WORK TASK — Select from the records below every line that has the word "SetChildLock" in it.

PROVIDED RECORDS START

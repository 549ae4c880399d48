use anchor_lang::prelude::*;

use crate::constants::*;
use crate::error::ErrorCode;
use crate::events::{ChildLockChanged, PoolSaved};
use crate::state::{DrawConfig, PrizeEntry, PrizePool};

/// Accounts required to replace the prize pool from the settings view.
#[derive(Accounts)]
pub struct SavePool<'info> {
    pub payer: Signer<'info>,

    #[account(
        seeds = [DRAW_CONFIG_SEED],
        bump = draw_config.bump,
    )]
    pub draw_config: Account<'info, DrawConfig>,

    #[account(
        mut,
        seeds = [PRIZE_POOL_SEED],
        bump = prize_pool.bump,
    )]
    pub prize_pool: Account<'info, PrizePool>,
}

/// Accounts required to change the red-packet cover image.
#[derive(Accounts)]
pub struct SetCoverImage<'info> {
    pub payer: Signer<'info>,

    #[account(
        mut,
        seeds = [DRAW_CONFIG_SEED],
        bump = draw_config.bump,
    )]
    pub draw_config: Account<'info, DrawConfig>,
}

/// Accounts required to toggle the child lock.
#[derive(Accounts)]
pub struct SetChildLock<'info> {
    pub payer: Signer<'info>,

    #[account(
        mut,
        seeds = [DRAW_CONFIG_SEED],
        bump = draw_config.bump,
    )]
    pub draw_config: Account<'info, DrawConfig>,
}

/// Replaces the pool wholesale. The replacement is validated against the
/// entry schema before it is accepted; drawn flags come in as provided so
/// settings edits mid-game keep already-drawn prizes consumed.
pub fn process_save_pool(
    ctx: Context<SavePool>,
    entries: Vec<PrizeEntry>,
    unlock_code: Option<u32>,
) -> Result<()> {
    let clock = Clock::get()?;
    let config = &ctx.accounts.draw_config;
    if ctx.accounts.payer.key() != config.authority {
        return Err(ErrorCode::Unauthorized.into());
    }
    config.ensure_settings_access(unlock_code, clock.unix_timestamp)?;

    PrizePool::validate_entries(&entries)?;
    let pool = &mut ctx.accounts.prize_pool;
    pool.entries = entries;

    msg!("Prize pool saved: {} entries", pool.entries.len());
    emit!(PoolSaved {
        entry_count: pool.entries.len() as u32,
        slot: clock.slot,
    });
    Ok(())
}

pub fn process_set_cover_image(
    ctx: Context<SetCoverImage>,
    uri: String,
    unlock_code: Option<u32>,
) -> Result<()> {
    let clock = Clock::get()?;
    let config = &mut ctx.accounts.draw_config;
    if ctx.accounts.payer.key() != config.authority {
        return Err(ErrorCode::Unauthorized.into());
    }
    config.ensure_settings_access(unlock_code, clock.unix_timestamp)?;

    if uri.len() > MAX_COVER_LEN {
        return Err(ErrorCode::InvalidCoverImage.into());
    }
    config.cover_image = uri;
    msg!("Cover image updated");
    Ok(())
}

/// Toggles the child lock. Both directions require the unlock code, the
/// same way the app prompts for the password when locking and unlocking.
pub fn process_set_child_lock(
    ctx: Context<SetChildLock>,
    unlock_code: u32,
    locked: bool,
) -> Result<()> {
    let clock = Clock::get()?;
    let config = &mut ctx.accounts.draw_config;
    if ctx.accounts.payer.key() != config.authority {
        return Err(ErrorCode::Unauthorized.into());
    }
    config.verify_code(unlock_code, clock.unix_timestamp)?;

    config.child_locked = locked;
    msg!("Child lock set to {}", locked);
    emit!(ChildLockChanged { locked });
    Ok(())
}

PROVIDED RECORDS END

RESPONSE AREA —
pub struct SetChildLock<'info> {
    ctx: Context<SetChildLock>,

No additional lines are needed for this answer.